Indications
Omeprazole, as detailed in the FDA label, is a proton pump inhibitor (PPI) employed in several therapeutic applications. It is prescribed for the treatment of active duodenal ulcers in adults and is effective in eradicating Helicobacter pylori to mitigate the recurrence risk of duodenal ulcers. It also addresses active benign gastric ulcers in adults and reduces the risk of upper gastrointestinal bleeding in critically ill adult patients. Furthermore, omeprazole is used to manage symptomatic gastroesophageal reflux disease (GERD) in patients aged one year and older, treat and maintain the healing of erosive esophagitis (EE) due to acid-mediated GERD in patients aged one month and above, and addresses pathologic hypersecretory conditions in adults.
Pharmacodynamics
Omeprazole significantly diminishes gastric acid secretion.

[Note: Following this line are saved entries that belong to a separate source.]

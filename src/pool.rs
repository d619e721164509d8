//! Fixed-size memory segments and the bounded pools they are drawn from.
//!
//! A [`GlobalBufferPool`] owns every segment of the process. Result partitions
//! write through a [`BufferPool`], which reserves a fixed number of segments
//! from the global pool and blocks the producer once all of them are in use.
//! Segments travel as [`PooledSegment`]s and return to their originating pool
//! when the last reference is dropped.

use bytes::Bytes;
use parking_lot::{Condvar, Mutex};
use std::sync::Arc;
use std::sync::atomic::{AtomicBool, Ordering};
use tracing::{debug, info};

use crate::{Result, ShuffleError};

/// Receives segments whose last holder has let go of them.
pub trait Recycler: Send + Sync {
    /// Takes a segment back.
    fn recycle(&self, segment: Box<[u8]>);
}

/// A segment on loan from a pool.
///
/// Writable until it is frozen into [`Bytes`]. Whichever happens last of
/// dropping the segment or dropping the final `Bytes` handle recycles it.
pub struct PooledSegment {
    segment: Option<Box<[u8]>>,
    len: usize,
    recycler: Arc<dyn Recycler>,
}

impl PooledSegment {
    pub(crate) fn new(segment: Box<[u8]>, recycler: Arc<dyn Recycler>) -> Self {
        Self {
            segment: Some(segment),
            len: 0,
            recycler,
        }
    }

    /// Total size of the segment.
    pub fn capacity(&self) -> usize {
        self.segment.as_ref().map_or(0, |s| s.len())
    }

    /// Number of bytes written so far.
    pub fn len(&self) -> usize {
        self.len
    }

    pub fn is_empty(&self) -> bool {
        self.len == 0
    }

    /// Copies as much of `src` as fits and returns the number of bytes copied.
    pub fn append(&mut self, src: &[u8]) -> usize {
        let Some(segment) = self.segment.as_mut() else {
            return 0;
        };
        let n = src.len().min(segment.len() - self.len);
        segment[self.len..self.len + n].copy_from_slice(&src[..n]);
        self.len += n;
        n
    }

    /// Exposes the first `len` bytes for an in-place fill, marking them written.
    pub(crate) fn fill(&mut self, len: usize) -> Option<&mut [u8]> {
        let segment = self.segment.as_mut()?;
        if len > segment.len() {
            return None;
        }
        self.len = len;
        Some(&mut segment[..len])
    }

    /// Freezes the written bytes into an immutable, shareable payload.
    pub fn freeze(self) -> Bytes {
        Bytes::from_owner(self)
    }
}

impl AsRef<[u8]> for PooledSegment {
    fn as_ref(&self) -> &[u8] {
        match &self.segment {
            Some(segment) => &segment[..self.len],
            None => &[],
        }
    }
}

impl Drop for PooledSegment {
    fn drop(&mut self) {
        if let Some(segment) = self.segment.take() {
            self.recycler.recycle(segment);
        }
    }
}

/// The process-wide pool of fixed-size memory segments.
pub struct GlobalBufferPool {
    segment_size: usize,
    total_segments: usize,
    free: Mutex<Vec<Box<[u8]>>>,
    destroyed: AtomicBool,
}

impl GlobalBufferPool {
    /// Allocates `total_segments` segments of `segment_size` bytes each.
    pub fn new(total_segments: usize, segment_size: usize) -> Result<Arc<Self>> {
        if total_segments == 0 || segment_size == 0 {
            return Err(ShuffleError::InvalidConfiguration(format!(
                "global buffer pool needs a positive segment count and size, got {} x {}",
                total_segments, segment_size
            )));
        }

        let free = (0..total_segments)
            .map(|_| vec![0u8; segment_size].into_boxed_slice())
            .collect();

        info!(
            total_segments,
            segment_size, "Allocated global buffer pool"
        );

        Ok(Arc::new(Self {
            segment_size,
            total_segments,
            free: Mutex::new(free),
            destroyed: AtomicBool::new(false),
        }))
    }

    /// Reserves `capacity` segments for a new bounded pool.
    pub fn create_buffer_pool(self: &Arc<Self>, capacity: usize) -> Result<Arc<BufferPool>> {
        if self.destroyed.load(Ordering::Acquire) {
            return Err(ShuffleError::BufferPoolDestroyed);
        }
        if capacity == 0 {
            return Err(ShuffleError::InvalidConfiguration(
                "buffer pool capacity must be positive".to_string(),
            ));
        }

        let reserved = {
            let mut free = self.free.lock();
            if free.len() < capacity {
                return Err(ShuffleError::InsufficientSegments {
                    required: capacity,
                    available: free.len(),
                });
            }
            let at = free.len() - capacity;
            free.split_off(at)
        };

        Ok(Arc::new(BufferPool {
            global: Arc::clone(self),
            capacity,
            state: Mutex::new(PoolState {
                free: reserved,
                destroyed: false,
            }),
            available: Condvar::new(),
        }))
    }

    /// Segments not reserved by any pool nor held by any buffer.
    pub fn num_available_segments(&self) -> usize {
        self.free.lock().len()
    }

    pub fn total_segments(&self) -> usize {
        self.total_segments
    }

    pub fn segment_size(&self) -> usize {
        self.segment_size
    }

    /// Frees all cached segments; later returns are dropped.
    pub fn destroy(&self) {
        self.destroyed.store(true, Ordering::Release);
        self.free.lock().clear();
    }
}

impl Recycler for GlobalBufferPool {
    fn recycle(&self, segment: Box<[u8]>) {
        if !self.destroyed.load(Ordering::Acquire) {
            self.free.lock().push(segment);
        }
    }
}

struct PoolState {
    free: Vec<Box<[u8]>>,
    destroyed: bool,
}

/// A bounded pool of segments used exclusively by one producer.
pub struct BufferPool {
    global: Arc<GlobalBufferPool>,
    capacity: usize,
    state: Mutex<PoolState>,
    available: Condvar,
}

impl BufferPool {
    /// Takes a segment, waiting for one to be recycled if the pool is exhausted.
    pub fn request_segment_blocking(self: &Arc<Self>) -> Result<PooledSegment> {
        let mut state = self.state.lock();
        loop {
            if state.destroyed {
                return Err(ShuffleError::BufferPoolDestroyed);
            }
            if let Some(segment) = state.free.pop() {
                return Ok(self.wrap(segment));
            }
            debug!(capacity = self.capacity, "Buffer pool exhausted, waiting");
            self.available.wait(&mut state);
        }
    }

    /// Takes a segment if one is free.
    pub fn try_request_segment(self: &Arc<Self>) -> Result<Option<PooledSegment>> {
        let mut state = self.state.lock();
        if state.destroyed {
            return Err(ShuffleError::BufferPoolDestroyed);
        }
        Ok(state.free.pop().map(|segment| self.wrap(segment)))
    }

    fn wrap(self: &Arc<Self>, segment: Box<[u8]>) -> PooledSegment {
        PooledSegment::new(segment, Arc::clone(self) as Arc<dyn Recycler>)
    }

    /// Maximum number of segments this pool hands out at once.
    pub fn capacity(&self) -> usize {
        self.capacity
    }

    pub fn segment_size(&self) -> usize {
        self.global.segment_size()
    }

    /// Segments currently free in this pool.
    pub fn num_available_segments(&self) -> usize {
        let state = self.state.lock();
        if state.destroyed { 0 } else { state.free.len() }
    }

    /// Segments currently held by buffers. Zero once destroyed.
    pub fn num_used_buffers(&self) -> usize {
        let state = self.state.lock();
        if state.destroyed {
            0
        } else {
            self.capacity - state.free.len()
        }
    }

    /// True if a request would not block, or the pool no longer holds anything.
    pub fn is_available(&self) -> bool {
        let state = self.state.lock();
        state.destroyed || !state.free.is_empty()
    }

    pub fn is_destroyed(&self) -> bool {
        self.state.lock().destroyed
    }

    /// Returns cached segments to the global pool and wakes blocked requesters.
    pub fn destroy(&self) {
        let free = {
            let mut state = self.state.lock();
            if state.destroyed {
                return;
            }
            state.destroyed = true;
            std::mem::take(&mut state.free)
        };
        for segment in free {
            self.global.recycle(segment);
        }
        self.available.notify_all();
    }
}

impl Drop for BufferPool {
    fn drop(&mut self) {
        self.destroy();
    }
}

impl Recycler for BufferPool {
    fn recycle(&self, segment: Box<[u8]>) {
        let mut state = self.state.lock();
        if state.destroyed {
            drop(state);
            self.global.recycle(segment);
            return;
        }
        state.free.push(segment);
        drop(state);
        self.available.notify_one();
    }
}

Following oral administration, the onset of its antisecretory effect occurs within one hour, with peak efficacy achieved approximately two hours post-administration. The acid inhibition effect of omeprazole is maximal after several days of consistent, once-daily dosing. With continuous use, mild serum gastrin elevation is observed during the initial weeks, aligning with decreased acid secretion, without further increases over time. Although increased gastrin levels may elevate serum Chromogranin A (CgA), potentially affecting neuroendocrine tumor diagnostics, no carcinoids or neoplastic conditions have been confirmed in extensive studies involving over 3,000 patients. To date, omeprazole demonstrates no direct systemic impact on the central nervous, cardiovascular, or respiratory systems, and shows no effect on thyroid function or other hormone levels after short-term dosing.
Absorption
Omeprazole delayed-release capsules consist of enteric-coated granules, ensuring that absorption occurs post-gastric passage, protecting the compound from acidic degradation. The absorption of omeprazole is expedited, reaching peak plasma concentrations within 0.5 to 3.5 hours. Its absolute bioavailability is around 30-40% at doses ranging from 20 to 40 mg, affected predominantly by pre-systemic metabolism. Repeated administration slightly increases its bioavailability.
Metabolism
The metabolism of omeprazole predominantly occurs in the liver via the cytochrome P450 (CYP) enzyme system. The CYP2C19 enzyme, which is expressed polymorphically among individuals, plays a central role, converting omeprazole into hydroxyomeprazole, its primary plasma metabolite. Additionally, CYP3A4 contributes to the formation of omeprazole sulfone, further underscoring the complex metabolic pathways involved.
Mechanism of Action
Omeprazole is a member of the substituted benzimidazole class of antisecretory compounds that effectively inhibit gastric acid secretion through selective interference with the H+/K+ ATPase enzyme system. This proton pump inhibitor achieves its effect by forming covalent bonds with cysteine residues on the alpha subunit of the H+/K+ ATPase pump, leading to the suppression of gastric acid production for up to 36 hours. The degree of this antisecretory effect is dose-dependent and effectively reduces both basal and stimulated acid secretion, regardless of the initiating factor.